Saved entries
------------------------------------------------------------
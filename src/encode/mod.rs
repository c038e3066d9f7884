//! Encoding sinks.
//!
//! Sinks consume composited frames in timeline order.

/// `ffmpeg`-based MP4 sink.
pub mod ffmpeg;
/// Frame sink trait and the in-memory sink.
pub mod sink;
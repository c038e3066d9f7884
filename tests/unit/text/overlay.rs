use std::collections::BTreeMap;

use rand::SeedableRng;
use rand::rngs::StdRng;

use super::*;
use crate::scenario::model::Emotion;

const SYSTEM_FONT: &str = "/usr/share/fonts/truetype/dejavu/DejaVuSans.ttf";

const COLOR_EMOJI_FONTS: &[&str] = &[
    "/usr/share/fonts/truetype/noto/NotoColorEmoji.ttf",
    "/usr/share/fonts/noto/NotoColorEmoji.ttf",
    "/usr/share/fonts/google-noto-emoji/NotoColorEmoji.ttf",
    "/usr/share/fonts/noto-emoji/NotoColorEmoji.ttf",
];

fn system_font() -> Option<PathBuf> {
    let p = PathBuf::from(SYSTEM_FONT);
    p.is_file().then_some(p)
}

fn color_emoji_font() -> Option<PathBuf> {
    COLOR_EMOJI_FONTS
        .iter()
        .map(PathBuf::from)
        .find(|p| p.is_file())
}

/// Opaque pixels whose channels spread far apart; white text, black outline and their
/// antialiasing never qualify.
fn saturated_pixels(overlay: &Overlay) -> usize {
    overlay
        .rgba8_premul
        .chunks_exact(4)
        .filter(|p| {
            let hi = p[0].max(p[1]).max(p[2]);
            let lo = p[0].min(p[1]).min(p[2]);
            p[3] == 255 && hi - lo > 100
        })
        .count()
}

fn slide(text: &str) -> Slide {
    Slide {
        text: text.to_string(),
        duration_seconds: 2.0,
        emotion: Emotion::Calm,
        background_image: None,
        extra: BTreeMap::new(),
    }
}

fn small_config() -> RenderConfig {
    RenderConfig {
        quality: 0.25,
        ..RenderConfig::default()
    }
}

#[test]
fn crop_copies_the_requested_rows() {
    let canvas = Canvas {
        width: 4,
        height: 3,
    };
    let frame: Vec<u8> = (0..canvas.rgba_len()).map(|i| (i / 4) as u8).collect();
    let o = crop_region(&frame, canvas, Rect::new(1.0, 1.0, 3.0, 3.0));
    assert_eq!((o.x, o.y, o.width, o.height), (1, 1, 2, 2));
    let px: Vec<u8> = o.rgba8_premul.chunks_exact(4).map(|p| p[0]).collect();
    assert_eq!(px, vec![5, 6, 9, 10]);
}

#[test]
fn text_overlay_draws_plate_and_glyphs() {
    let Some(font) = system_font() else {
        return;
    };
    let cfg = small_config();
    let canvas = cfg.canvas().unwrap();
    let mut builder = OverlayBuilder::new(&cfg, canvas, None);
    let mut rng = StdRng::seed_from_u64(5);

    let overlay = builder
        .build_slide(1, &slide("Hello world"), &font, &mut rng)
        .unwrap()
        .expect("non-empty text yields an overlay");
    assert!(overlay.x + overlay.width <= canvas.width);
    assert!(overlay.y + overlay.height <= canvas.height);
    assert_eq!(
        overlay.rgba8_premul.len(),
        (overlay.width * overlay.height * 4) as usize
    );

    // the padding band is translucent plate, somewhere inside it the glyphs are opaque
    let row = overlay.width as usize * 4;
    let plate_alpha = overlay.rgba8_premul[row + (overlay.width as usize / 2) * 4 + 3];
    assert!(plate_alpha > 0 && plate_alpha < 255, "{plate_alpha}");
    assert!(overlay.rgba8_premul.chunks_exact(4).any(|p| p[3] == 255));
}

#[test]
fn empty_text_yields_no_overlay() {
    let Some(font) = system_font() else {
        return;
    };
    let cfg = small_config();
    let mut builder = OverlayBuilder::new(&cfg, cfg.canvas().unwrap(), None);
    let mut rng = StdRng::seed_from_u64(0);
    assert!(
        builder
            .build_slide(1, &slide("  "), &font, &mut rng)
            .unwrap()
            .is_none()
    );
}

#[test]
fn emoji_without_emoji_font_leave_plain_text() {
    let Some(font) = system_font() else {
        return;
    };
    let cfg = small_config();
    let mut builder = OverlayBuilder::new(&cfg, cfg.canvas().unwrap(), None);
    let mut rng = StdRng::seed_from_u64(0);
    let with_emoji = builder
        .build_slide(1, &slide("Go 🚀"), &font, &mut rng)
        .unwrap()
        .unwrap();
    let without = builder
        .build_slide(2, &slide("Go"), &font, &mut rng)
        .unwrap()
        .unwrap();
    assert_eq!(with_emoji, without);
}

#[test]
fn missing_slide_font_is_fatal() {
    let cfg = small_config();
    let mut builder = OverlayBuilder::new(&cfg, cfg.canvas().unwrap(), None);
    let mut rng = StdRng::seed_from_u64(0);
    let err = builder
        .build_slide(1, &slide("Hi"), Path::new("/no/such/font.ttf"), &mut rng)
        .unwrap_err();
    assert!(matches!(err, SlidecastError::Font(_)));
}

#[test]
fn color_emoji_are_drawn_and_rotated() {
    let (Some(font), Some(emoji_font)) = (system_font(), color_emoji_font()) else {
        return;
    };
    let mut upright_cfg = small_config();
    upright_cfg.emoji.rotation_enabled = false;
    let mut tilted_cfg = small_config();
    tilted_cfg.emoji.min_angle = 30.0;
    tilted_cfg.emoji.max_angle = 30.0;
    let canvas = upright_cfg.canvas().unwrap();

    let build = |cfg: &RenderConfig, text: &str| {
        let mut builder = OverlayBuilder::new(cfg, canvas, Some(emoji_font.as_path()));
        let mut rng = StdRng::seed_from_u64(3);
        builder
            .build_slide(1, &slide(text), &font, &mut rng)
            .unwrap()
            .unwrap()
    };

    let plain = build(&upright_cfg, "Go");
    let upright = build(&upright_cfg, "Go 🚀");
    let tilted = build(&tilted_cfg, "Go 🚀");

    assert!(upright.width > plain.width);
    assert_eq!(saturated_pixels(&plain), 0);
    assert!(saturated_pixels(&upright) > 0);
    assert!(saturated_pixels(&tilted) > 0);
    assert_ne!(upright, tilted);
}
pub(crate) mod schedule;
------------------------------------------------------------
## [WHAT TO WORK ON]
For each record above, print an exact copy.

## [RESPONSE BOX]
filename src/encode/mod.rs
repository c038e3066d9f7884
//! Encoding sinks.
//!
//! Sinks consume composited frames in timeline order.

/// `ffmpeg`-based MP4 sink.
pub mod ffmpeg;
/// Frame sink trait and the in-memory sink.
pub mod sink;
repository c038e3066d9f7884
filename tests/unit/text/overlay.rs
use std::collections::BTreeMap;

use rand::SeedableRng;
use rand::rngs::StdRng;

use super::*;
use crate::scenario::model::Emotion;

const SYSTEM_FONT: &str = "/usr/share/fonts/truetype/dejavu/DejaVuSans.ttf";

const COLOR_EMOJI_FONTS: &[&str] = &[
    "/usr/share/fonts/truetype/noto/NotoColorEmoji.ttf",
    "/usr/share/fonts/noto/NotoColorEmoji.ttf",
    "/usr/share/fonts/google-noto-emoji/NotoColorEmoji.ttf",
    "/usr/share/fonts/noto-emoji/NotoColorEmoji.ttf",
];

fn system_font() -> Option<PathBuf> {
    let p = PathBuf::from(SYSTEM_FONT);
    p.is_file().then_some(p)
}

fn color_emoji_font() -> Option<PathBuf> {
    COLOR_EMOJI_FONTS
        .iter()
        .map(PathBuf::from)
        .find(|p| p.is_file())
}

/// Opaque pixels whose channels spread far apart; white text, black outline and their
/// antialiasing never qualify.
fn saturated_pixels(overlay: &Overlay) -> usize {
    overlay
        .rgba8_premul
        .chunks_exact(4)
        .filter(|p| {
            let hi = p[0].max(p[1]).max(p[2]);
            let lo = p[0].min(p[1]).min(p[2]);
            p[3] == 255 && hi - lo > 100
        })
        .count()
}

fn slide(text: &str) -> Slide {
    Slide {
        text: text.to_string(),
        duration_seconds: 2.0,
        emotion: Emotion::Calm,
        background_image: None,
        extra: BTreeMap::new(),
    }
}

fn small_config() -> RenderConfig {
    RenderConfig {
        quality: 0.25,
        ..RenderConfig::default()
    }
}

#[test]
fn crop_copies_the_requested_rows() {
    let canvas = Canvas {
        width: 4,
        height: 3,
    };
    let frame: Vec<u8> = (0..canvas.rgba_len()).map(|i| (i / 4) as u8).collect();
    let o = crop_region(&frame, canvas, Rect::new(1.0, 1.0, 3.0, 3.0));
    assert_eq!((o.x, o.y, o.width, o.height), (1, 1, 2, 2));
    let px: Vec<u8> = o.rgba8_premul.chunks_exact(4).map(|p| p[0]).collect();
    assert_eq!(px, vec![5, 6, 9, 10]);
}

#[test]
fn text_overlay_draws_plate_and_glyphs() {
    let Some(font) = system_font() else {
        return;
    };
    let cfg = small_config();
    let canvas = cfg.canvas().unwrap();
    let mut builder = OverlayBuilder::new(&cfg, canvas, None);
    let mut rng = StdRng::seed_from_u64(5);

    let overlay = builder
        .build_slide(1, &slide("Hello world"), &font, &mut rng)
        .unwrap()
        .expect("non-empty text yields an overlay");
    assert!(overlay.x + overlay.width <= canvas.width);
    assert!(overlay.y + overlay.height <= canvas.height);
    assert_eq!(
        overlay.rgba8_premul.len(),
        (overlay.width * overlay.height * 4) as usize
    );

    // the padding band is translucent plate, somewhere inside it the glyphs are opaque
    let row = overlay.width as usize * 4;
    let plate_alpha = overlay.rgba8_premul[row + (overlay.width as usize / 2) * 4 + 3];
    assert!(plate_alpha > 0 && plate_alpha < 255, "{plate_alpha}");
    assert!(overlay.rgba8_premul.chunks_exact(4).any(|p| p[3] == 255));
}

#[test]
fn empty_text_yields_no_overlay() {
    let Some(font) = system_font() else {
        return;
    };
    let cfg = small_config();
    let mut builder = OverlayBuilder::new(&cfg, cfg.canvas().unwrap(), None);
    let mut rng = StdRng::seed_from_u64(0);
    assert!(
        builder
            .build_slide(1, &slide("  "), &font, &mut rng)
            .unwrap()
            .is_none()
    );
}

#[test]
fn emoji_without_emoji_font_leave_plain_text() {
    let Some(font) = system_font() else {
        return;
    };
    let cfg = small_config();
    let mut builder = OverlayBuilder::new(&cfg, cfg.canvas().unwrap(), None);
    let mut rng = StdRng::seed_from_u64(0);
    let with_emoji = builder
        .build_slide(1, &slide("Go 🚀"), &font, &mut rng)
        .unwrap()
        .unwrap();
    let without = builder
        .build_slide(2, &slide("Go"), &font, &mut rng)
        .unwrap()
        .unwrap();
    assert_eq!(with_emoji, without);
}

#[test]
fn missing_slide_font_is_fatal() {
    let cfg = small_config();
    let mut builder = OverlayBuilder::new(&cfg, cfg.canvas().unwrap(), None);
    let mut rng = StdRng::seed_from_u64(0);
    let err = builder
        .build_slide(1, &slide("Hi"), Path::new("/no/such/font.ttf"), &mut rng)
        .unwrap_err();
    assert!(matches!(err, SlidecastError::Font(_)));
}

#[test]
fn color_emoji_are_drawn_and_rotated() {
    let (Some(font), Some(emoji_font)) = (system_font(), color_emoji_font()) else {
        return;
    };
    let mut upright_cfg = small_config();
    upright_cfg.emoji.rotation_enabled = false;
    let mut tilted_cfg = small_config();
    tilted_cfg.emoji.min_angle = 30.0;
    tilted_cfg.emoji.max_angle = 30.0;
    let canvas = upright_cfg.canvas().unwrap();

    let build = |cfg: &RenderConfig, text: &str| {
        let mut builder = OverlayBuilder::new(cfg, canvas, Some(emoji_font.as_path()));
        let mut rng = StdRng::seed_from_u64(3);
        builder
            .build_slide(1, &slide(text), &font, &mut rng)
            .unwrap()
            .unwrap()
    };

    let plain = build(&upright_cfg, "Go");
    let upright = build(&upright_cfg, "Go 🚀");
    let tilted = build(&tilted_cfg, "Go 🚀");

    assert!(upright.width > plain.width);
    assert_eq!(saturated_pixels(&plain), 0);
    assert!(saturated_pixels(&upright) > 0);
    assert!(saturated_pixels(&tilted) > 0);
    assert_ne!(upright, tilted);
}
pub(crate) mod schedule;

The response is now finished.